Qat: int4: first layer precision for int4 model

workflow for the qat now is:
using the same precision in each fake_quant for EVERY LAYER.
fp32 → fake_quant → fp32

problem i meet:
1st
input data may be 8bit in most common cases.
when qat int4 model, first layer fake_quant “8bit data into 4bit” (or we call cut the data spread).
in this process we lost too much(precision drop happens in the input data) …
IF we can treat first layer with 8bit qconfig, and treat other layer with 4bit qconfig.
we can keep some more necessary input data.

2nd
is there any doc to use 2 or more qconfig in the same qat process.

3rd
ive notice Add MKLDNN quantization backend by Xia-Weiwen · Pull Request #67177 · pytorch/pytorch · GitHub mkldnn
but its a bit different, mkldnn just change internal compute logic,
i just wanna to add a new backend.
i find some reference here: Extending PyTorch Quantization to Custom Backends · pytorch/pytorch Wiki · GitHub
Is there any suggestion on develop a new backend, especially for qat.

Purpose for me:

  1. im working to develop a new int4 qat qconfig(or we say a new int4 backend) for a specific dla,
    in my opinion using 4bit in all layers may cause precision drop, especially for the first layer.
    Im try to deal with the problem in the first layer to keep as more information as possible to prevent precision drop.
  2. also, im try to find some use case/demo on how to use hybrid quant schemem, for example using 8bit qconfig and fp16 qconfig in the same qat process. any user interface.
  3. im searching for some hybrid quant qat demo, do u have some?
  4. any suggestion on develop a new int4 qat qconfig (or we say a new int4 backend).
2 Likes

Yeah, I would recommend using FX Graph Mode Quantization for this. We have post training quantization tutorial here: (prototype) FX Graph Mode Post Training Static Quantization — PyTorch Tutorials 1.10.0+cu102 documentation (we might add a QAT tutorial later). You can use prepare_qat_fx and use the qconfig_dict api to do this.

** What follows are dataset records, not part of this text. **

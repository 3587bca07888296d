//! Shared test doubles for unit tests (in `src/`) and integration tests (in
//! `tests/`). Compiled for tests and behind the `test-support` feature.

use std::collections::HashMap;
use std::sync::atomic::{AtomicUsize, Ordering};
use std::sync::{Arc, Mutex, MutexGuard};
use std::time::Duration;

use async_trait::async_trait;
use chrono::{DateTime, Local, Utc};
use mockable::Clock;
use tokio::sync::Semaphore;

use crate::domain::ports::{
    DirectoryGroup, DirectorySource, DirectorySourceError, DirectoryUsersPage, TokenGrant,
};
use crate::domain::refresh::RefreshTimer;
use crate::domain::{DirectoryCredentials, DirectoryRecord, OrgInfo, ResolvedUser, StartDate};

fn lock<T>(mutex: &Mutex<T>) -> MutexGuard<'_, T> {
    match mutex.lock() {
        Ok(guard) => guard,
        Err(poisoned) => poisoned.into_inner(),
    }
}

/// Clock frozen at a settable instant.
#[derive(Debug)]
pub struct FixedClock(Mutex<DateTime<Utc>>);

impl FixedClock {
    /// Freeze the clock at `now`.
    #[must_use]
    pub const fn new(now: DateTime<Utc>) -> Self {
        Self(Mutex::new(now))
    }

    /// Move the clock to `now`.
    pub fn set(&self, now: DateTime<Utc>) {
        *lock(&self.0) = now;
    }
}

impl Clock for FixedClock {
    fn local(&self) -> DateTime<Local> {
        self.utc().with_timezone(&Local)
    }

    fn utc(&self) -> DateTime<Utc> {
        *lock(&self.0)
    }
}

/// Directory record with only an id and email set.
#[must_use]
pub fn directory_record(id: &str, email: &str) -> DirectoryRecord {
    DirectoryRecord {
        id: id.to_owned(),
        email: email.to_owned(),
        phone: String::new(),
        job_title: String::new(),
        start_date: StartDate::UNKNOWN,
        department_id: None,
        manager_id: None,
    }
}

/// Published user with placeholder fields.
#[must_use]
pub fn resolved_user(username: &str, id: &str) -> ResolvedUser {
    ResolvedUser {
        username: username.to_owned(),
        id: id.to_owned(),
        email: format!("{username}@co.com"),
        url: format!("https://co.pingboard.com/users/{id}"),
        start_year: 2020,
        start_month: 1,
        start_day: 15,
        phone: String::new(),
        job_title: String::new(),
        department: "Engineering".to_owned(),
        manager: String::new(),
    }
}

/// Something done to a [`RecordingTimer`].
#[derive(Debug, Clone, Copy, PartialEq, Eq)]
pub enum TimerEvent {
    /// Armed with the given delay.
    Armed(Duration),
    /// Disarmed.
    Disarmed,
}

/// Timer that records calls instead of firing.
#[derive(Debug, Default)]
pub struct RecordingTimer(Mutex<Vec<TimerEvent>>);

impl RecordingTimer {
    /// Every call so far, in order.
    #[must_use]
    pub fn events(&self) -> Vec<TimerEvent> {
        lock(&self.0).clone()
    }

    /// Delays the timer was armed with, in order.
    #[must_use]
    pub fn armed(&self) -> Vec<Duration> {
        lock(&self.0)
            .iter()
            .filter_map(|event| match event {
                TimerEvent::Armed(after) => Some(*after),
                TimerEvent::Disarmed => None,
            })
            .collect()
    }
}

impl RefreshTimer for RecordingTimer {
    fn arm(&self, after: Duration) {
        lock(&self.0).push(TimerEvent::Armed(after));
    }

    fn disarm(&self) {
        lock(&self.0).push(TimerEvent::Disarmed);
    }
}

/// In-memory directory serving a fixed organization, user pages, and groups.
///
/// Users pages can be held behind a gate to simulate a slow directory.
#[derive(Debug)]
pub struct ScriptedDirectorySource {
    organization: OrgInfo,
    pages: Vec<Vec<DirectoryRecord>>,
    groups: HashMap<String, String>,
    token_failure: Option<DirectorySourceError>,
    gate: Option<Arc<Semaphore>>,
    token_requests: AtomicUsize,
    page_requests: AtomicUsize,
    group_requests: AtomicUsize,
    token_secrets: Mutex<Vec<String>>,
}

impl ScriptedDirectorySource {
    /// Directory for `organization` with no users.
    #[must_use]
    pub fn new(organization: OrgInfo) -> Self {
        Self {
            organization,
            pages: Vec::new(),
            groups: HashMap::new(),
            token_failure: None,
            gate: None,
            token_requests: AtomicUsize::new(0),
            page_requests: AtomicUsize::new(0),
            group_requests: AtomicUsize::new(0),
            token_secrets: Mutex::new(Vec::new()),
        }
    }

    /// Append a users page.
    #[must_use]
    pub fn with_page(mut self, records: Vec<DirectoryRecord>) -> Self {
        self.pages.push(records);
        self
    }

    /// Register a department group.
    #[must_use]
    pub fn with_group(mut self, id: &str, name: &str) -> Self {
        self.groups.insert(id.to_owned(), name.to_owned());
        self
    }

    /// Fail every token request with `error`.
    #[must_use]
    pub fn failing_token(mut self, error: DirectorySourceError) -> Self {
        self.token_failure = Some(error);
        self
    }

    /// Make each users page wait for a permit from `gate`.
    #[must_use]
    pub fn gated(mut self, gate: Arc<Semaphore>) -> Self {
        self.gate = Some(gate);
        self
    }

    /// Token requests served so far.
    #[must_use]
    pub fn token_requests(&self) -> usize {
        self.token_requests.load(Ordering::SeqCst)
    }

    /// Client secrets presented to the token endpoint, in order.
    #[must_use]
    pub fn token_secrets(&self) -> Vec<String> {
        lock(&self.token_secrets).clone()
    }

    /// Users pages served so far.
    #[must_use]
    pub fn page_requests(&self) -> usize {
        self.page_requests.load(Ordering::SeqCst)
    }

    /// Group lookups served so far.
    #[must_use]
    pub fn group_requests(&self) -> usize {
        self.group_requests.load(Ordering::SeqCst)
    }
}

#[async_trait]
impl DirectorySource for ScriptedDirectorySource {
    async fn request_token(
        &self,
        credentials: &DirectoryCredentials,
    ) -> Result<TokenGrant, DirectorySourceError> {
        self.token_requests.fetch_add(1, Ordering::SeqCst);
        lock(&self.token_secrets).push(credentials.client_secret().to_owned());
        match &self.token_failure {
            Some(error) => Err(error.clone()),
            None => Ok(TokenGrant {
                access_token: "scripted-token".to_owned(),
                expires_in_seconds: 7200,
            }),
        }
    }

    async fn fetch_companies(&self, _token: &str) -> Result<Vec<OrgInfo>, DirectorySourceError> {
        Ok(vec![self.organization.clone()])
    }

    async fn fetch_users_page(
        &self,
        _token: &str,
        page: u32,
        _page_size: u32,
    ) -> Result<DirectoryUsersPage, DirectorySourceError> {
        self.page_requests.fetch_add(1, Ordering::SeqCst);
        if let Some(gate) = &self.gate {
            let permit = gate
                .acquire()
                .await
                .map_err(|error| DirectorySourceError::transport(error.to_string()))?;
            permit.forget();
        }
        let records = usize::try_from(page.saturating_sub(1))
            .ok()
            .and_then(|index| self.pages.get(index))
            .cloned()
            .unwrap_or_default();
        Ok(DirectoryUsersPage {
            records,
            page,
            page_count: u32::try_from(self.pages.len()).unwrap_or(u32::MAX),
        })
    }

    async fn fetch_groups(
        &self,
        _token: &str,
        group_id: &str,
    ) -> Result<Vec<DirectoryGroup>, DirectorySourceError> {
        self.group_requests.fetch_add(1, Ordering::SeqCst);
        Ok(self
            .groups
            .get(group_id)
            .map(|name| DirectoryGroup {
                id: group_id.to_owned(),
                name: name.clone(),
            })
            .into_iter()
            .collect())
    }
}
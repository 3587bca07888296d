//! Correlation identifier for one HTTP request or one refresh cycle.
//!
//! The current identifier lives in task-local storage. Tokio task locals are
//! not inherited by spawned tasks, so work moved onto another task must be
//! wrapped in [`TraceId::scope`] again.

use std::fmt;
use std::future::Future;
use std::str::FromStr;

use tokio::task_local;
use uuid::Uuid;

task_local! {
    static TRACE_ID: TraceId;
}

/// Random per-request or per-cycle identifier.
///
/// # Examples
/// ```
/// use org_directory::domain::TraceId;
///
/// # tokio::runtime::Builder::new_current_thread().build().map(|rt| rt.block_on(async {
/// let trace_id = TraceId::generate();
/// let seen = TraceId::scope(trace_id, async { TraceId::current() }).await;
/// assert_eq!(seen, Some(trace_id));
/// # })).ok();
/// ```
#[derive(Debug, Clone, Copy, PartialEq, Eq, Hash)]
pub struct TraceId(Uuid);

impl TraceId {
    /// Fresh random identifier.
    #[must_use]
    pub fn generate() -> Self {
        Self(Uuid::new_v4())
    }

    /// Identifier in scope for the current task, if any.
    #[must_use]
    pub fn current() -> Option<Self> {
        TRACE_ID.try_with(|id| *id).ok()
    }

    /// Underlying UUID.
    #[must_use]
    pub const fn as_uuid(&self) -> &Uuid {
        &self.0
    }

    /// Run `fut` with `trace_id` in scope.
    pub async fn scope<Fut: Future>(trace_id: Self, fut: Fut) -> Fut::Output {
        TRACE_ID.scope(trace_id, fut).await
    }
}

impl From<Uuid> for TraceId {
    fn from(uuid: Uuid) -> Self {
        Self(uuid)
    }
}

impl fmt::Display for TraceId {
    fn fmt(&self, f: &mut fmt::Formatter<'_>) -> fmt::Result {
        fmt::Display::fmt(&self.0, f)
    }
}

impl FromStr for TraceId {
    type Err = uuid::Error;

    fn from_str(s: &str) -> Result<Self, Self::Err> {
        Uuid::parse_str(s).map(Self)
    }
}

We do have a quint4x2 dtype currently: pytorch/test_quantize_fx.py at master · pytorch/pytorch · GitHub, although I think this is mostly for weight. To support this with activation, I think you need:

  1. Add support for quint4x2 in quantize_per_tensor pytorch/QTensor.cpp at master · pytorch/pytorch · GitHub
  2. Use the is_reference option during convert_fx, which will produce a model with (dequant - float_op - quant) patterns representing the model (you can take a look at Extending PyTorch Quantization to Custom Backends · pytorch/pytorch Wiki · GitHub for reasons)
  3. lower the model to the dla you are building, this can be through fx/torchscript or any ways you prefer

Is there any guide for hybrid-quant for qat, mix int8 and int4 when training.

It would be better for use int8 in first and last layer, and use int4 in the inner layer.

first layer with int8 may prevent source data to be losted.
last layer with int8 may help some other process after inference (like video output, other accelerator).